Interesting and useful links about Ransomware:
Europol - The Internet Organised Crime Threat Assessment (IOCTA) 2016
ISS World hack leaves thousands of employees offline
The solution: CryptoSpike combats digital blackmail in real time
- CryptoSpike has been specifically designed for NetApp ONTAP storage systems.
- In real time, every transaction in the NetApp storage is monitored for abnormalities relating to file endings or user behaviour.
Benefits at a glance
- Easy to install via .ova image
- Manage settings intuitively with CryptoSpike Manager
- Every transaction in the NetApp storage is monitored in real time and affected users are immediately blocked
- File endings, file names and user behaviours are all checked for anomalies
- Bespoke monitoring strategies, in the future down to share level, customised to meet the needs of different departments
- Immediate information on where the attack occurred and support for restoring the damaged files
- Fast attack detection prevents continued encryption and, thus, lost data
- The attack is nipped in the bud and blackmail attempts are curbed


"NetApp’s vision of a data-centric Zero Trust architecture is unique to defend against insider threats to an organization’s data. Prolion Cryptospike is a great example of a NetApp ecosystem partner capability to enhance NetApp’s ability to provide an active defense. To learn more, read TR-4829 NetApp and Zero Trust, Enabling a Data-Centric Zero Trust Model."

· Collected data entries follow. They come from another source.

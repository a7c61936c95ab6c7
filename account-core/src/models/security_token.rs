//! Security token model - single-use, time-limited tokens bound to an
//! account and a purpose.

use chrono::{DateTime, Duration, Utc};
use serde::{Deserialize, Serialize};
use uuid::Uuid;

/// Token purpose codes.
#[derive(Debug, Clone, Copy, PartialEq, Eq, Serialize, Deserialize)]
#[serde(rename_all = "snake_case")]
pub enum TokenPurpose {
    EmailConfirmation,
    PasswordReset,
    PhoneConfirmation,
}

impl TokenPurpose {
    pub fn as_str(&self) -> &'static str {
        match self {
            TokenPurpose::EmailConfirmation => "email_confirmation",
            TokenPurpose::PasswordReset => "password_reset",
            TokenPurpose::PhoneConfirmation => "phone_confirmation",
        }
    }
}

impl std::str::FromStr for TokenPurpose {
    type Err = String;

    fn from_str(s: &str) -> Result<Self, Self::Err> {
        match s {
            "email_confirmation" => Ok(TokenPurpose::EmailConfirmation),
            "password_reset" => Ok(TokenPurpose::PasswordReset),
            "phone_confirmation" => Ok(TokenPurpose::PhoneConfirmation),
            _ => Err(format!("Invalid token purpose: {}", s)),
        }
    }
}

/// Security token entity. Only the digest of the raw token is stored.
#[derive(Debug, Clone, Serialize, Deserialize)]
pub struct SecurityToken {
    pub token_id: Uuid,
    pub account_id: Uuid,
    pub purpose: TokenPurpose,
    pub token_digest: String,
    /// Purpose-specific data carried with the token, e.g. the phone number
    /// a phone-confirmation code was issued for.
    pub payload: Option<String>,
    pub expiry_utc: DateTime<Utc>,
    pub used_utc: Option<DateTime<Utc>>,
    pub created_utc: DateTime<Utc>,
}

impl SecurityToken {
    pub fn new(
        account_id: Uuid,
        purpose: TokenPurpose,
        token_digest: String,
        time_to_live: Duration,
    ) -> Self {
        let now = Utc::now();
        Self {
            token_id: Uuid::new_v4(),
            account_id,
            purpose,
            token_digest,
            payload: None,
            expiry_utc: now + time_to_live,
            used_utc: None,
            created_utc: now,
        }
    }

    pub fn with_payload(mut self, payload: String) -> Self {
        self.payload = Some(payload);
        self
    }

    pub fn is_expired(&self, now: DateTime<Utc>) -> bool {
        now > self.expiry_utc
    }

    /// Still redeemable: not expired and never used.
    pub fn is_live(&self, now: DateTime<Utc>) -> bool {
        self.used_utc.is_none() && !self.is_expired(now)
    }
}

#[cfg(test)]
mod tests {
    use super::*;

    #[test]
    fn test_token_lifecycle_flags() {
        let mut token = SecurityToken::new(
            Uuid::new_v4(),
            TokenPurpose::PasswordReset,
            "digest".to_string(),
            Duration::minutes(60),
        );
        let now = Utc::now();
        assert!(token.is_live(now));

        token.used_utc = Some(now);
        assert!(!token.is_live(now));
    }

    #[test]
    fn test_expired_token_is_not_live() {
        let token = SecurityToken::new(
            Uuid::new_v4(),
            TokenPurpose::EmailConfirmation,
            "digest".to_string(),
            Duration::minutes(-1),
        );
        assert!(!token.is_live(Utc::now()));
    }
}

"Prolion Cryptospike combines the use of FPolicy and user behavioral analytics to defend against malware. Cryptospike is a powerful defense against ransomware that identifies a ransomware attack, quarantines infected users, and recommends an ONTAP Snapshot recovery point. It then restores only the infected files by using ONTAP APIs to prevent data loss from the infected files. It also prevents data loss by not restoring non-infected files written during the attack duration."
Dan Tulledge - Senior Technical Marketing Engineer (Security) at NetApp

How it works
You can easily install CryptoSpike and FPolicy Server as a software image (.ova).
Three aligned strategies are deployed to detect attacks:
White list includes all the file endings that are permitted in your company; they are automatically output from the storage when CryptoSpike is being installed.
Black list currently holds around 1800 known ransomware file endings or file names which are updated every day.
Learner is the second safety level and the vital component. It’s rare for current ransomware to change file names and endings so encryption cannot be detected externally. The Learner therefore analyses patterns of user behaviour in your company, e.g. for read/write/open/close file operations. To do this the last 50,000 e.g transactions in the network are recorded and saved in the White Patterns list. There is also the Black Patterns list with behaviour patterns from current ransomware attacks.
Alarms: Real time blocks and fast restores
- If an anomaly is detected in a transaction in real time the system raises the alarm and blocks the employee concerned. The employee then only has read access.
- CryptoSpike delivers the key information first: Which files are affected and where? You get details of the path and number of encrypted files.
- Any user who is wrongly blocked can be unblocked with a click and the patterns can be modified if necessary.
- If a ransomware attack occurs you can quickly analyse where malware is running. When the employee is unblocked after the cleanup, CryptoSpike supports the recovery process with an export list of the affected files so that Snapshot can be used to quickly restore them.